Tuesday, June 10, 2008

Iraqi Upturn II

Last week had good news from Iraq being described in a Washington Post editorial. This week there's more good news.

Kimberly and Frederick W. Kagan's column in the Wall Street Journal today looks at Iraqi Prime Minister Nouri al-Maliki's progress in securing Iraq.

America is very close to succeeding in Iraq. The "near-strategic defeat" of al Qaeda in Iraq described by CIA Director Michael Hayden last month in the Washington Post [article here] has been followed by the victory of the Iraqi government's security forces over illegal Shiite militias, including Iranian-backed Special Groups. The enemies of Iraq and America now cling desperately to their last bastions, while the political process builds momentum.

These tremendous gains remain fragile and could be lost to skillful enemy action, or errors in Baghdad or Washington.

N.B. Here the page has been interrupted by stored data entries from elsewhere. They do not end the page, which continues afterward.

#[cfg(test)]
mod tests {
    use super::*;

    #[test]
    fn currency_groups_thousands() {
        assert_eq!(currency(Decimal::from(0)), "$0.00");
        assert_eq!(currency(Decimal::from(1234)), "$1,234.00");
        assert_eq!(currency(Decimal::new(123456789, 2)), "$1,234,567.89");
        assert_eq!(currency(Decimal::from(-5000)), "-$5,000.00");
    }
}
//! Live transport against the Oracle APEX REST module.

use oauth2::basic::BasicClient;
use oauth2::{ClientId, ClientSecret, TokenResponse, TokenUrl};
use serde_json::Value;
use tokio::sync::RwLock;

use crate::config::{AuthMode, Config};
use crate::error::ApiError;

pub struct HttpBackend {
    client: reqwest::Client,
    root: String,
    auth: AuthMode,
    // Bearer token from the client-credentials exchange, fetched lazily.
    token: RwLock<Option<String>>,
}

impl HttpBackend {
    pub fn new(config: &Config) -> Result<HttpBackend, ApiError> {
        if config.base_url.is_empty() {
            return Err(ApiError::Config("base URL is not configured".to_string()));
        }
        let client = reqwest::Client::builder()
            .build()
            .map_err(|e| ApiError::Config(format!("failed to build HTTP client: {}", e)))?;
        Ok(HttpBackend {
            client,
            root: config.api_root(),
            auth: config.auth.clone(),
            token: RwLock::new(None),
        })
    }

    fn url(&self, path: &str, params: &[(String, String)]) -> String {
        let mut url = format!("{}{}", self.root, path);
        if !params.is_empty() {
            let query: String = url::form_urlencoded::Serializer::new(String::new())
                .extend_pairs(params.iter().map(|(k, v)| (k.as_str(), v.as_str())))
                .finish();
            url.push('?');
            url.push_str(&query);
        }
        url
    }

    async fn bearer_token(&self) -> Result<Option<String>, ApiError> {
        let AuthMode::ClientCredentials {
            client_id,
            client_secret,
            token_url,
        } = &self.auth
        else {
            return Ok(None);
        };

        if let Some(token) = self.token.read().await.as_ref() {
            return Ok(Some(token.clone()));
        }

        let oauth_client = BasicClient::new(ClientId::new(client_id.clone()))
            .set_client_secret(ClientSecret::new(client_secret.clone()))
            .set_token_uri(
                TokenUrl::new(token_url.clone())
                    .map_err(|e| ApiError::Config(format!("invalid token URL: {}", e)))?,
            );

        let token_response = oauth_client
            .exchange_client_credentials()
            .request_async(&self.client)
            .await
            .map_err(|e| ApiError::Auth(e.to_string()))?;

        let token = token_response.access_token().secret().clone();
        *self.token.write().await = Some(token.clone());
        tracing::info!("obtained OAuth2 access token");
        Ok(Some(token))
    }

    /// Discard the cached access token; true when one was actually held.
    async fn drop_cached_token(&self) -> bool {
        self.token.write().await.take().is_some()
    }

    async fn send_once(
        &self,
        request: reqwest::RequestBuilder,
    ) -> Result<reqwest::Response, ApiError> {
        let request = match self.bearer_token().await? {
            Some(token) => request.bearer_auth(token),
            None => request,
        };
        Ok(request
            .header(reqwest::header::ACCEPT, "application/json")
            .send()
            .await?)
    }

    async fn send(&self, request: reqwest::RequestBuilder) -> Result<reqwest::Response, ApiError> {
        let retry = request.try_clone();
        let mut response = self.send_once(request).await?;

        // An expired client-credentials token comes back as 401; re-exchange
        // once and replay the request.
        if response.status() == reqwest::StatusCode::UNAUTHORIZED
            && self.drop_cached_token().await
        {
            if let Some(retry) = retry {
                tracing::debug!("access token rejected, requesting a fresh one");
                response = self.send_once(retry).await?;
            }
        }

        let status = response.status();
        if status.is_success() {
            return Ok(response);
        }

        // Surface the server's message verbatim where it sent one.
        let message = response.text().await.unwrap_or_default();
        let message = if message.trim().is_empty() {
            status
                .canonical_reason()
                .unwrap_or("request failed")
                .to_string()
        } else {
            message
        };
        tracing::warn!("HTTP {} from backend: {}", status.as_u16(), message);
        Err(ApiError::Http {
            status: status.as_u16(),
            message,
        })
    }
}

impl super::Backend for HttpBackend {
    async fn get(&self, path: &str, params: &[(String, String)]) -> Result<Value, ApiError> {
        let response = self.send(self.client.get(self.url(path, params))).await?;
        let value = response
            .json::<Value>()
            .await
            .map_err(|e| ApiError::Decode(e.to_string()))?;
        Ok(value)
    }

    async fn post(&self, path: &str, body: &Value) -> Result<Value, ApiError> {
        let response = self
            .send(self.client.post(self.url(path, &[])).json(body))
            .await?;
        let value = response
            .json::<Value>()
            .await
            .map_err(|e| ApiError::Decode(e.to_string()))?;
        Ok(value)
    }

    async fn put(&self, path: &str, id: i64, body: &Value) -> Result<Value, ApiError> {
        let url = format!("{}{}/{}", self.root, path, id);
        let response = self.send(self.client.put(url).json(body)).await?;
        let value = response
            .json::<Value>()
            .await
            .map_err(|e| ApiError::Decode(e.to_string()))?;
        Ok(value)
    }

    async fn delete(&self, path: &str, id: i64) -> Result<(), ApiError> {
        let url = format!("{}{}/{}", self.root, path, id);
        // DELETE responses usually carry no body; any 2xx counts as success.
        self.send(self.client.delete(url)).await?;
        Ok(())
    }
}

#[cfg(test)]
mod tests {
    use super::*;
    use crate::config::FieldConvention;

    fn test_config() -> Config {
        Config {
            base_url: "https://apex.example.com/ords/hub".to_string(),
            api_path: "/api/v1".to_string(),
            auth: AuthMode::None,
            page_size: Some(20),
            auto_refresh_secs: 0,
            demo_mode: false,
            field_convention: FieldConvention::Uppercase,
        }
    }

    #[test]
    fn url_joins_path_and_encodes_params() {
        let backend = HttpBackend::new(&test_config()).expect("backend");
        assert_eq!(
            backend.url("/donors", &[]),
            "https://apex.example.com/ords/hub/api/v1/donors"
        );
        let url = backend.url(
            "/donors",
            &[("q".to_string(), "a b".to_string()), ("limit".to_string(), "5".to_string())],
        );
        assert_eq!(
            url,
            "https://apex.example.com/ords/hub/api/v1/donors?q=a+b&limit=5"
        );
    }

    #[tokio::test]
    async fn stale_token_is_dropped_exactly_once() {
        let backend = HttpBackend::new(&test_config()).expect("backend");
        *backend.token.write().await = Some("stale".to_string());
        // First 401 discards the cached token and permits a replay; a second
        // 401 in the same exchange finds nothing to discard and gives up.
        assert!(backend.drop_cached_token().await);
        assert!(!backend.drop_cached_token().await);
    }

    #[test]
    fn backend_requires_base_url() {
        let mut config = test_config();
        config.base_url = String::new();
        assert!(HttpBackend::new(&config).is_err());
    }
}
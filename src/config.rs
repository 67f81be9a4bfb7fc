use std::env;

use crate::error::ApiError;

/// Which key convention outgoing payloads use. Incoming records are accepted
/// in either convention regardless; ORDS auto-REST endpoints emit Oracle
/// column names, so uppercase is the default.
#[derive(Debug, Clone, Copy, PartialEq, Eq)]
pub enum FieldConvention {
    Lowercase,
    Uppercase,
}

#[derive(Debug, Clone)]
pub enum AuthMode {
    None,
    /// OAuth2 client-credentials grant against the ORDS token endpoint.
    ClientCredentials {
        client_id: String,
        client_secret: String,
        token_url: String,
    },
}

#[derive(Debug, Clone)]
pub struct Config {
    /// Workspace URL, e.g. `https://oracleapex.com/ords/nathan_mks`.
    pub base_url: String,
    /// REST module path appended to the base, e.g. `/api/v1`.
    pub api_path: String,
    pub auth: AuthMode,
    pub page_size: Option<u32>,
    /// Seconds between automatic refreshes; 0 disables polling.
    pub auto_refresh_secs: u64,
    /// Serve fixed sample data instead of the network. Development only,
    /// never a fallback for a failing backend.
    pub demo_mode: bool,
    pub field_convention: FieldConvention,
}

impl Config {
    pub fn from_env() -> Result<Config, ApiError> {
        let demo_mode = env_flag("DONORHUB_DEMO_MODE");

        let base_url = match env::var("DONORHUB_API_URL") {
            Ok(v) if !v.trim().is_empty() => v.trim().trim_end_matches('/').to_string(),
            _ if demo_mode => String::new(),
            _ => {
                return Err(ApiError::Config(
                    "DONORHUB_API_URL must be set (or enable DONORHUB_DEMO_MODE)".to_string(),
                ))
            }
        };

        let api_path = env::var("DONORHUB_API_PATH").unwrap_or_else(|_| "/api/v1".to_string());

        let auth = match env::var("DONORHUB_AUTH_TYPE").as_deref() {
            Ok("oauth2") | Ok("client_credentials") => {
                let client_id = require_env("DONORHUB_CLIENT_ID")?;
                let client_secret = require_env("DONORHUB_CLIENT_SECRET")?;
                let token_url = env::var("DONORHUB_TOKEN_URL")
                    .unwrap_or_else(|_| format!("{}/oauth/token", base_url));
                AuthMode::ClientCredentials {
                    client_id,
                    client_secret,
                    token_url,
                }
            }
            _ => AuthMode::None,
        };

        let page_size = env::var("DONORHUB_PAGE_SIZE")
            .ok()
            .and_then(|v| v.parse::<u32>().ok())
            .filter(|n| *n > 0);

        let auto_refresh_secs = env::var("DONORHUB_REFRESH_SECS")
            .ok()
            .and_then(|v| v.parse::<u64>().ok())
            .unwrap_or(0);

        let field_convention = match env::var("DONORHUB_FIELD_CASE").as_deref() {
            Ok("lowercase") | Ok("lower") => FieldConvention::Lowercase,
            _ => FieldConvention::Uppercase,
        };

        Ok(Config {
            base_url,
            api_path,
            auth,
            page_size,
            auto_refresh_secs,
            demo_mode,
            field_convention,
        })
    }

    /// Full prefix every collection path is joined onto.
    pub fn api_root(&self) -> String {
        format!("{}{}", self.base_url, self.api_path)
    }
}

fn require_env(name: &str) -> Result<String, ApiError> {
    env::var(name).map_err(|_| ApiError::Config(format!("{} must be set", name)))
}

fn env_flag(name: &str) -> bool {
    env::var(name)
        .map(|v| v.eq_ignore_ascii_case("1") || v.eq_ignore_ascii_case("true"))
        .unwrap_or(false)
}
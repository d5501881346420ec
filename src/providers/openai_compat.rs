/*!
 * Client for OpenAI-compatible chat completion endpoints.
 *
 * Both model tiers are served by this client type; they differ only in
 * endpoint, credentials, model name and sampling settings.
 */

use std::time::Duration;

use async_trait::async_trait;
use log::error;
use reqwest::Client;
use serde::{Deserialize, Serialize};

use crate::errors::ProviderError;
use crate::providers::{Completion, CompletionProvider, CompletionRequest};

/// Default request timeout in seconds
pub const DEFAULT_TIMEOUT_SECS: u64 = 60;

/// OpenAI-compatible chat completions client
#[derive(Debug, Clone)]
pub struct OpenAiCompat {
    /// HTTP client for API requests
    client: Client,
    /// API key for authentication
    api_key: String,
    /// Base endpoint URL, e.g. "https://api.openai.com/v1"
    endpoint: String,
    /// Model identifier to request
    model: String,
    /// Sampling temperature
    temperature: f32,
    /// Request timeout in seconds, kept for error reporting
    timeout_secs: u64,
}

/// Chat completion request body
#[derive(Debug, Serialize)]
struct ChatRequest {
    /// The model to use
    model: String,

    /// Conversation messages (system + user)
    messages: Vec<ChatMessage>,

    /// Temperature for generation
    #[serde(skip_serializing_if = "Option::is_none")]
    temperature: Option<f32>,
}

/// Chat message format
#[derive(Debug, Serialize, Deserialize)]
struct ChatMessage {
    /// Role of the message sender (system, user, assistant)
    role: String,

    /// Content of the message
    content: String,
}

/// Chat completion response body
#[derive(Debug, Deserialize)]
struct ChatResponse {
    /// Generated choices
    choices: Vec<ChatChoice>,

    /// Token usage information
    usage: Option<ChatUsage>,
}

/// Individual choice in a chat response
#[derive(Debug, Deserialize)]
struct ChatChoice {
    /// The generated message
    message: ChatMessage,
}

/// Token usage information
#[derive(Debug, Deserialize)]
struct ChatUsage {
    /// Total tokens consumed by the request
    total_tokens: u64,
}

impl OpenAiCompat {
    /// Create a new client for the given endpoint, model and credentials
    pub fn new(
        api_key: impl Into<String>,
        endpoint: impl Into<String>,
        model: impl Into<String>,
        temperature: f32,
        timeout_secs: u64,
    ) -> Self {
        Self {
            client: Client::builder()
                .timeout(Duration::from_secs(timeout_secs))
                .build()
                .unwrap_or_default(),
            api_key: api_key.into(),
            endpoint: endpoint.into(),
            model: model.into(),
            temperature,
            timeout_secs,
        }
    }

    fn completions_url(&self) -> String {
        format!("{}/chat/completions", self.endpoint.trim_end_matches('/'))
    }
}

#[async_trait]
impl CompletionProvider for OpenAiCompat {
    async fn complete(&self, request: CompletionRequest) -> Result<Completion, ProviderError> {
        let body = ChatRequest {
            model: self.model.clone(),
            messages: vec![
                ChatMessage {
                    role: "system".to_string(),
                    content: request.system,
                },
                ChatMessage {
                    role: "user".to_string(),
                    content: request.user_text,
                },
            ],
            temperature: Some(self.temperature),
        };

        let response = self
            .client
            .post(self.completions_url())
            .header("Content-Type", "application/json")
            .bearer_auth(&self.api_key)
            .json(&body)
            .send()
            .await
            .map_err(|e| {
                if e.is_timeout() {
                    ProviderError::Timeout(self.timeout_secs)
                } else {
                    ProviderError::RequestFailed(e.to_string())
                }
            })?;

        let status = response.status();
        if !status.is_success() {
            let error_text = response
                .text()
                .await
                .unwrap_or_else(|_| "Failed to get error response text".to_string());
            error!("Completion API error ({}) from {}: {}", status, self.model, error_text);
            return Err(ProviderError::ApiError {
                status_code: status.as_u16(),
                message: error_text,
            });
        }

        let chat_response = response
            .json::<ChatResponse>()
            .await
            .map_err(|e| ProviderError::ParseError(e.to_string()))?;

        let text = chat_response
            .choices
            .first()
            .map(|c| c.message.content.clone())
            .ok_or(ProviderError::EmptyResponse)?;

        if text.trim().is_empty() {
            return Err(ProviderError::EmptyResponse);
        }

        let total_tokens = chat_response.usage.map(|u| u.total_tokens).unwrap_or(0);

        Ok(Completion { text, total_tokens })
    }

    fn model_name(&self) -> &str {
        &self.model
    }
}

But where the U.S. was unequivocally losing in Iraq at the end of 2006, we are just as unequivocally winning today.

Read the whole article. It describes multiple successful efforts by Maliki to turn the tide toward stability.

What we need here in America is a president who will keep us moving in the direction of winning the war. For now, we have one of those.

4 comments:

Malott said...

Yes, and isn't it wonderful that the airwaves are awash with this good news!

SkyePuppy said...

Chris,

I've had to wear earplugs so I don't get deafened by the MSM announcing the coming victory in Iraq.

Tsofah said...

If you can find it in the NON-MSM broadcasts...let me know! I've not heard one thing about it from any broadcasts anywhere. (SIGH)

The WordSmith from Nantucket said...

Yesterday morning, some CNN analyst talking about the problems with Afghanistan, to emphasize it, said more soldiers died within the last month in Afghanistan than in Iraq. It's kind of a dishonest way of phrasing it, when the number of deaths in Al Anbar Province alone, has fallen so dramatically low.